Heh, probably. I’ve been trying to find someone who I can get along with and have a good conversation with, and I actually have been finding online dating (my last resort) to be quite useful in that regard. If someone gets back to me and we can’t even keep a conversation going over IM for ten minutes, it’s a pretty good chance we won’t be able to keep talking for hours on a date.
I’ve got some measure of optimism here, because she’s interested in things like languages and criminology. I want to go back to school to study the former, and she’s attending for the latter (which has always fascinated me).

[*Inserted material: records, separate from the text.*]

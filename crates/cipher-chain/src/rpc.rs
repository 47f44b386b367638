//! JSON-RPC client for the pool gateway.

use crate::ChainClient;
use ark_bn254::Fr;
use async_trait::async_trait;
use cipher_core::error::{Error, Result};
use cipher_core::field::fr_from_be_bytes;
use cipher_core::prover::Groth16Proof;
use reqwest::Client;
use serde::Deserialize;
use serde_json::{json, Value};
use std::time::Duration;
use tokio::time::timeout;
use tracing::debug;

#[derive(Clone)]
pub struct RpcChain {
    url: String,
    client: Client,
}

impl RpcChain {
    pub fn new(url: &str) -> Self {
        Self {
            url: url.to_string(),
            client: Client::new(),
        }
    }

    async fn call(&self, method: &str, params: Vec<Value>, deadline: Duration) -> Result<Value> {
        let payload = json!({
            "jsonrpc": "2.0",
            "id": "cipher-agent",
            "method": method,
            "params": params,
        });

        let response = timeout(deadline, self.client.post(&self.url).json(&payload).send())
            .await
            .map_err(|_| Error::Timeout(format!("rpc {method}")))?
            .map_err(|e| Error::ChainUnavailable(format!("{method}: {e}")))?;

        let body: RpcResponse = timeout(deadline, response.json())
            .await
            .map_err(|_| Error::Timeout(format!("rpc {method}")))?
            .map_err(|e| Error::ChainUnavailable(format!("{method}: {e}")))?;

        if let Some(error) = body.error {
            return Err(Error::ChainRejected(format!(
                "{} ({}): {}",
                method, error.code, error.message
            )));
        }
        body.result
            .ok_or_else(|| Error::ChainUnavailable(format!("{method}: no result")))
    }
}

#[async_trait]
impl ChainClient for RpcChain {
    async fn current_chunk_id(&self, deadline: Duration) -> Result<u32> {
        let result = self.call("pool_getCurrentChunk", vec![], deadline).await?;
        serde_json::from_value(result).map_err(|e| Error::ChainUnavailable(e.to_string()))
    }

    async fn leaf_count(&self, chunk: u32, deadline: Duration) -> Result<u64> {
        let result = self
            .call("pool_getLeafCount", vec![json!(chunk)], deadline)
            .await?;
        serde_json::from_value(result).map_err(|e| Error::ChainUnavailable(e.to_string()))
    }

    /// Read leaf batches in account order, stopping at the first missing
    /// batch. Each batch is hex-encoded, 32 big-endian bytes per leaf.
    async fn fetch_leaves(&self, chunk: u32, deadline: Duration) -> Result<Vec<Fr>> {
        timeout(deadline, async {
            let mut leaves = Vec::new();
            for batch_index in 0u32.. {
                let result = self
                    .call(
                        "pool_getLeafBatch",
                        vec![json!(chunk), json!(batch_index)],
                        deadline,
                    )
                    .await?;
                if result.is_null() {
                    break;
                }
                let batch: String = serde_json::from_value(result)
                    .map_err(|e| Error::ChainUnavailable(e.to_string()))?;
                let bytes = hex::decode(batch.trim_start_matches("0x"))
                    .map_err(|e| Error::Integrity(format!("leaf batch: {e}")))?;
                if bytes.len() % 32 != 0 {
                    return Err(Error::Integrity(format!(
                        "leaf batch of {} bytes is not 32-aligned",
                        bytes.len()
                    )));
                }
                for leaf in bytes.chunks_exact(32) {
                    leaves.push(fr_from_be_bytes(leaf)?);
                }
            }
            debug!(chunk, count = leaves.len(), "fetched chain leaves");
            Ok(leaves)
        })
        .await
        .map_err(|_| Error::Timeout(format!("fetch_leaves chunk {chunk}")))?
    }

    async fn submit_deposit(
        &self,
        proof: &Groth16Proof,
        amount: u64,
        chunk: u32,
        deadline: Duration,
    ) -> Result<String> {
        let proof_value =
            serde_json::to_value(proof).map_err(|e| Error::BadInput(e.to_string()))?;
        let result = self
            .call(
                "pool_submitDeposit",
                vec![proof_value, json!(amount), json!(chunk)],
                deadline,
            )
            .await?;
        serde_json::from_value(result).map_err(|e| Error::ChainUnavailable(e.to_string()))
    }

    async fn submit_withdraw(
        &self,
        proof: &Groth16Proof,
        recipient: &str,
        chunk: u32,
        nullifier_hash: &str,
        deadline: Duration,
    ) -> Result<String> {
        let proof_value =
            serde_json::to_value(proof).map_err(|e| Error::BadInput(e.to_string()))?;
        let result = self
            .call(
                "pool_submitWithdraw",
                vec![
                    proof_value,
                    json!(recipient),
                    json!(chunk),
                    json!(nullifier_hash),
                ],
                deadline,
            )
            .await?;
        serde_json::from_value(result).map_err(|e| Error::ChainUnavailable(e.to_string()))
    }

    async fn balance(&self, deadline: Duration) -> Result<u64> {
        let result = self.call("pool_getBalance", vec![], deadline).await?;
        serde_json::from_value(result).map_err(|e| Error::ChainUnavailable(e.to_string()))
    }
}

#[derive(Debug, Deserialize)]
struct RpcResponse {
    result: Option<Value>,
    error: Option<RpcError>,
}

#[derive(Debug, Deserialize)]
struct RpcError {
    code: i32,
    message: String,
}
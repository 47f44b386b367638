//! Versioned deposit-code envelope.
//!
//! A deposit code is an opaque capability: whoever holds it can withdraw the
//! deposit it names. Version 1 is a fixed 77-byte layout, base58-wrapped for
//! transport:
//!
//! ```text
//! version:u8=1 | nullifier:32 | secret:32 | chunk_id:u32-BE | amount:u64-BE
//! ```

use crate::error::{Error, Result};
use crate::field::fr_from_be_bytes;
use crate::poseidon;
use ark_bn254::Fr;
use rand::rngs::OsRng;
use rand::RngCore;

pub const CODE_VERSION: u8 = 1;
pub const CODE_V1_LEN: usize = 1 + 32 + 32 + 4 + 8;

#[derive(Debug, Clone, PartialEq, Eq)]
pub struct DepositCode {
    pub nullifier: [u8; 32],
    pub secret: [u8; 32],
    pub chunk_id: u32,
    pub amount: u64,
}

impl DepositCode {
    /// Draw fresh secret material from the OS CSPRNG.
    pub fn random(chunk_id: u32, amount: u64) -> Self {
        let mut nullifier = [0u8; 32];
        let mut secret = [0u8; 32];
        OsRng.fill_bytes(&mut nullifier);
        OsRng.fill_bytes(&mut secret);
        Self { nullifier, secret, chunk_id, amount }
    }

    pub fn nullifier_fr(&self) -> Result<Fr> {
        fr_from_be_bytes(&self.nullifier)
    }

    pub fn secret_fr(&self) -> Result<Fr> {
        fr_from_be_bytes(&self.secret)
    }

    /// The tree leaf this code spends: `Poseidon(nullifier, secret, amount)`.
    pub fn commitment(&self) -> Result<Fr> {
        Ok(poseidon::commitment(
            self.nullifier_fr()?,
            self.secret_fr()?,
            self.amount,
        ))
    }

    /// The double-spend tag published on-chain at withdraw time.
    pub fn nullifier_hash(&self) -> Result<Fr> {
        Ok(poseidon::nullifier_hash(self.nullifier_fr()?))
    }

    /// Encode is total: any code serializes.
    pub fn encode(&self) -> String {
        let mut buf = Vec::with_capacity(CODE_V1_LEN);
        buf.push(CODE_VERSION);
        buf.extend_from_slice(&self.nullifier);
        buf.extend_from_slice(&self.secret);
        buf.extend_from_slice(&self.chunk_id.to_be_bytes());
        buf.extend_from_slice(&self.amount.to_be_bytes());
        bs58::encode(buf).into_string()
    }

    pub fn decode(code: &str) -> Result<Self> {
        let bytes = bs58::decode(code)
            .into_vec()
            .map_err(|_| Error::BadEncoding)?;
        let version = *bytes.first().ok_or(Error::BadLength(0))?;
        if version != CODE_VERSION {
            return Err(Error::BadVersion(version));
        }
        if bytes.len() != CODE_V1_LEN {
            return Err(Error::BadLength(bytes.len()));
        }
        let mut nullifier = [0u8; 32];
        let mut secret = [0u8; 32];
        nullifier.copy_from_slice(&bytes[1..33]);
        secret.copy_from_slice(&bytes[33..65]);
        let chunk_id = u32::from_be_bytes(bytes[65..69].try_into().expect("4-byte slice"));
        let amount = u64::from_be_bytes(bytes[69..77].try_into().expect("8-byte slice"));
        Ok(Self { nullifier, secret, chunk_id, amount })
    }
}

I’ll certainly be trying my best for the first two, but sadly OMG HAWT!!!, as you put it, is a bit out of my range. And I’ve been working on self-improvement for a long time; if I hadn’t, I would never have gotten to this point. But that’s a long story that nobody wants to hear
I’m a tad restless, as she’s said she’ll be elsewhere for the holidays and as such out of touch until she gets home. It’s hard for me to curb the worry that for whatever reason she won’t be getting back to me afterwards, because that’s always been the case so far.
Ugh, edit time ran out while I was adding this. Sorry for the double-post.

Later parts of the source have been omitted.